If your job has something to do with security, web development, or system administration, you can’t avoid having to deal with OpenSSL on at least some level. This book is intended primarily for OpenSSL users who need to perform routine tasks of key and certificate generation and configure programs that rely on OpenSSL for SSL/TLS functionality.
The majority of the Internet is powered by open source products, and virtually all of those projects rely on OpenSSL. Apache httpd has long been a favorite, but it’s now being pursued by nginx, which is increasingly gaining in popularity. And, even in the Java camp, Apache Tomcat performs better when coupled with OpenSSL, replacing the native Java implementation of SSL/TLS.
As a bonus, the appendix includes the complete SSL/TLS Deployment Best Practices, a concise guide to secure development and deployment of web sites and other SSL/TLS services.

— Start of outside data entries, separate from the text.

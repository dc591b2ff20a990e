//! Request and reply shapes for each provider family.
//!
//! Everything here is pure: [`build`] turns a [`Call`] into an [`HttpCall`]
//! and [`extract_text`] pulls the reply text out of a decoded body. The
//! transport lives in [`super::backend`].

use super::backend::Call;
use crate::error::{Result, ScratchError};
use crate::types::ProviderKind;
use serde_json::{json, Value};

pub const ANTHROPIC_VERSION: &str = "2023-06-01";

#[derive(Debug, Clone)]
pub struct HttpCall {
    pub url: String,
    pub headers: Vec<(&'static str, String)>,
    pub body: Value,
}

pub fn build(call: &Call<'_>) -> HttpCall {
    match call.provider {
        ProviderKind::OpenAi | ProviderKind::DeepSeek | ProviderKind::Local => {
            let mut headers = Vec::new();
            if let Some(key) = call.credential {
                headers.push(("authorization", format!("Bearer {key}")));
            }
            HttpCall {
                url: format!("{}/chat/completions", call.base_url),
                headers,
                body: chat_completions_body(call),
            }
        }
        ProviderKind::Azure => HttpCall {
            url: format!(
                "{}/openai/deployments/{}/chat/completions?api-version={}",
                call.base_url, call.model, call.azure_api_version
            ),
            headers: call
                .credential
                .map(|k| vec![("api-key", k.to_string())])
                .unwrap_or_default(),
            body: chat_completions_body(call),
        },
        ProviderKind::Anthropic => {
            let mut content = Vec::new();
            if let Some(img) = call.image {
                content.push(json!({
                    "type": "image",
                    "source": { "type": "base64", "media_type": img.mime, "data": img.data },
                }));
            }
            content.push(json!({ "type": "text", "text": call.prompt }));

            let mut headers = vec![("anthropic-version", ANTHROPIC_VERSION.to_string())];
            if let Some(key) = call.credential {
                headers.push(("x-api-key", key.to_string()));
            }
            HttpCall {
                url: format!("{}/v1/messages", call.base_url),
                headers,
                body: json!({
                    "model": call.model,
                    "max_tokens": call.max_tokens,
                    "temperature": call.temperature,
                    "messages": [{ "role": "user", "content": content }],
                }),
            }
        }
        ProviderKind::Gemini => {
            let mut parts = vec![json!({ "text": call.prompt })];
            if let Some(img) = call.image {
                parts.push(json!({
                    "inline_data": { "mime_type": img.mime, "data": img.data },
                }));
            }
            HttpCall {
                url: format!(
                    "{}/v1beta/models/{}:generateContent",
                    call.base_url, call.model
                ),
                headers: call
                    .credential
                    .map(|k| vec![("x-goog-api-key", k.to_string())])
                    .unwrap_or_default(),
                body: json!({
                    "contents": [{ "role": "user", "parts": parts }],
                    "generationConfig": {
                        "temperature": call.temperature,
                        "maxOutputTokens": call.max_tokens,
                    },
                }),
            }
        }
    }
}

/// o-series reasoning models reject `temperature` and take
/// `max_completion_tokens`.
fn is_reasoning_model(model: &str) -> bool {
    let m = model.to_ascii_lowercase();
    ["o1", "o3", "o4"]
        .iter()
        .any(|p| m == *p || m.starts_with(&format!("{p}-")))
}

fn chat_completions_body(call: &Call<'_>) -> Value {
    let content = match call.image {
        Some(img) => json!([
            { "type": "text", "text": call.prompt },
            { "type": "image_url", "image_url": { "url": img.data_uri() } },
        ]),
        None => json!(call.prompt),
    };
    let mut body = json!({
        "model": call.model,
        "messages": [{ "role": "user", "content": content }],
    });
    if is_reasoning_model(call.model) {
        body["max_completion_tokens"] = json!(call.max_tokens);
        body["reasoning_effort"] = json!("low");
    } else {
        body["max_tokens"] = json!(call.max_tokens);
        body["temperature"] = json!(call.temperature);
    }
    body
}

/// Pull the reply text out of a successful response body.
pub fn extract_text(provider: ProviderKind, body: &Value) -> Result<String> {
    let missing = |field: &str| {
        ScratchError::Backend(format!("{provider} reply is missing {field}"))
    };
    match provider {
        ProviderKind::OpenAi | ProviderKind::DeepSeek | ProviderKind::Local | ProviderKind::Azure => {
            body.pointer("/choices/0/message/content")
                .and_then(Value::as_str)
                .map(str::to_string)
                .ok_or_else(|| missing("choices[0].message.content"))
        }
        ProviderKind::Anthropic => {
            let blocks = body
                .get("content")
                .and_then(Value::as_array)
                .ok_or_else(|| missing("content"))?;
            let text: Vec<&str> = blocks
                .iter()
                .filter(|b| b.get("type").and_then(Value::as_str) == Some("text"))
                .filter_map(|b| b.get("text").and_then(Value::as_str))
                .collect();
            if text.is_empty() {
                return Err(missing("a text content block"));
            }
            Ok(text.concat())
        }
        ProviderKind::Gemini => {
            let parts = body
                .pointer("/candidates/0/content/parts")
                .and_then(Value::as_array)
                .ok_or_else(|| missing("candidates[0].content.parts"))?;
            let text: Vec<&str> = parts
                .iter()
                .filter_map(|p| p.get("text").and_then(Value::as_str))
                .collect();
            if text.is_empty() {
                return Err(missing("a text part"));
            }
            Ok(text.concat())
        }
    }
}

/// The provider's own error message, passed through unchanged.
///
/// All supported providers report `{"error": {"message": ...}}`; anything
/// else falls back to the raw body, then to the status line.
pub fn error_message(status: u16, body: &str) -> String {
    if let Ok(v) = serde_json::from_str::<Value>(body) {
        if let Some(msg) = v.pointer("/error/message").and_then(Value::as_str) {
            return msg.to_string();
        }
        if let Some(msg) = v.get("error").and_then(Value::as_str) {
            return msg.to_string();
        }
    }
    let raw = body.trim();
    if raw.is_empty() {
        format!("HTTP {status}")
    } else {
        raw.to_string()
    }
}

// ---------------------------------------------------------------------------
// Tests
// ---------------------------------------------------------------------------

#[cfg(test)]
mod tests {
    use super::*;
    use crate::llm::image::ImagePayload;

    fn call<'a>(provider: ProviderKind, model: &'a str, image: Option<&'a ImagePayload>) -> Call<'a> {
        Call {
            provider,
            model,
            prompt: "describe this",
            image,
            credential: Some("sk-test"),
            base_url: "http://host/v1",
            max_tokens: 256,
            temperature: 0.5,
            azure_api_version: "2024-08-01-preview",
        }
    }

    fn png() -> ImagePayload {
        ImagePayload {
            mime: "image/png".into(),
            data: "iVBORw==".into(),
        }
    }

    #[test]
    fn openai_text_only() {
        let http = build(&call(ProviderKind::OpenAi, "gpt-4o", None));
        assert_eq!(http.url, "http://host/v1/chat/completions");
        assert!(http
            .headers
            .contains(&("authorization", "Bearer sk-test".to_string())));
        assert_eq!(http.body["messages"][0]["content"], "describe this");
        assert_eq!(http.body["temperature"], 0.5);
        assert_eq!(http.body["max_tokens"], 256);
    }

    #[test]
    fn openai_with_image_uses_data_uri() {
        let img = png();
        let http = build(&call(ProviderKind::OpenAi, "gpt-4o", Some(&img)));
        let content = &http.body["messages"][0]["content"];
        assert_eq!(content[0]["text"], "describe this");
        assert_eq!(
            content[1]["image_url"]["url"],
            "data:image/png;base64,iVBORw=="
        );
    }

    #[test]
    fn reasoning_model_drops_temperature() {
        let http = build(&call(ProviderKind::OpenAi, "o1-mini", None));
        assert!(http.body.get("temperature").is_none());
        assert_eq!(http.body["max_completion_tokens"], 256);
        assert_eq!(http.body["reasoning_effort"], "low");
        assert!(!is_reasoning_model("gpt-4o"));
        assert!(is_reasoning_model("o3"));
    }

    #[test]
    fn local_without_key_sends_no_auth() {
        let mut c = call(ProviderKind::Local, "qwen", None);
        c.credential = None;
        let http = build(&c);
        assert!(http.headers.is_empty());
    }

    #[test]
    fn azure_deployment_url() {
        let http = build(&call(ProviderKind::Azure, "gpt-4o-ms", None));
        assert_eq!(
            http.url,
            "http://host/v1/openai/deployments/gpt-4o-ms/chat/completions?api-version=2024-08-01-preview"
        );
        assert_eq!(http.headers, vec![("api-key", "sk-test".to_string())]);
    }

    #[test]
    fn anthropic_image_block_precedes_text() {
        let img = png();
        let http = build(&call(ProviderKind::Anthropic, "claude", Some(&img)));
        assert_eq!(http.url, "http://host/v1/v1/messages");
        let content = &http.body["messages"][0]["content"];
        assert_eq!(content[0]["type"], "image");
        assert_eq!(content[0]["source"]["media_type"], "image/png");
        assert_eq!(content[1]["text"], "describe this");
        assert!(http.headers.contains(&("x-api-key", "sk-test".to_string())));
    }

    #[test]
    fn gemini_inline_data() {
        let img = png();
        let http = build(&call(ProviderKind::Gemini, "gemini-pro", Some(&img)));
        assert_eq!(http.url, "http://host/v1/v1beta/models/gemini-pro:generateContent");
        let parts = &http.body["contents"][0]["parts"];
        assert_eq!(parts[0]["text"], "describe this");
        assert_eq!(parts[1]["inline_data"]["mime_type"], "image/png");
        assert_eq!(http.body["generationConfig"]["maxOutputTokens"], 256);
    }

    #[test]
    fn extract_text_per_provider() {
        let openai = json!({ "choices": [{ "message": { "content": "hi" } }] });
        assert_eq!(extract_text(ProviderKind::DeepSeek, &openai).unwrap(), "hi");

        let anthropic = json!({ "content": [
            { "type": "text", "text": "a" },
            { "type": "tool_use", "id": "x" },
            { "type": "text", "text": "b" },
        ]});
        assert_eq!(extract_text(ProviderKind::Anthropic, &anthropic).unwrap(), "ab");

        let gemini = json!({ "candidates": [{ "content": { "parts": [{ "text": "g" }] } }] });
        assert_eq!(extract_text(ProviderKind::Gemini, &gemini).unwrap(), "g");
    }

    #[test]
    fn extract_text_missing_field_is_backend_error() {
        let err = extract_text(ProviderKind::OpenAi, &json!({ "choices": [] })).unwrap_err();
        assert!(matches!(err, ScratchError::Backend(ref m) if m.contains("choices[0].message.content")));
    }

    #[test]
    fn error_message_passthrough() {
        assert_eq!(
            error_message(401, r#"{"error":{"message":"Incorrect API key provided"}}"#),
            "Incorrect API key provided"
        );
        assert_eq!(error_message(500, r#"{"error":"overloaded"}"#), "overloaded");
        assert_eq!(error_message(502, "Bad Gateway\n"), "Bad Gateway");
        assert_eq!(error_message(503, ""), "HTTP 503");
    }
}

The book is available in PDF, EPUB, and Kindle formats. It is also continuously updated to stay current with changes to OpenSSL and the threats against encryption.
Author: Ivan Ristic is a security researcher, engineer, and author, known especially for his contributions to the web application firewall field, development of ModSecurity, an open source web application firewall, and his SSL/TLS and PKI research, tools, and guides published on the SSL Labs web site. He’s currently Director of Application Security Research at Qualys.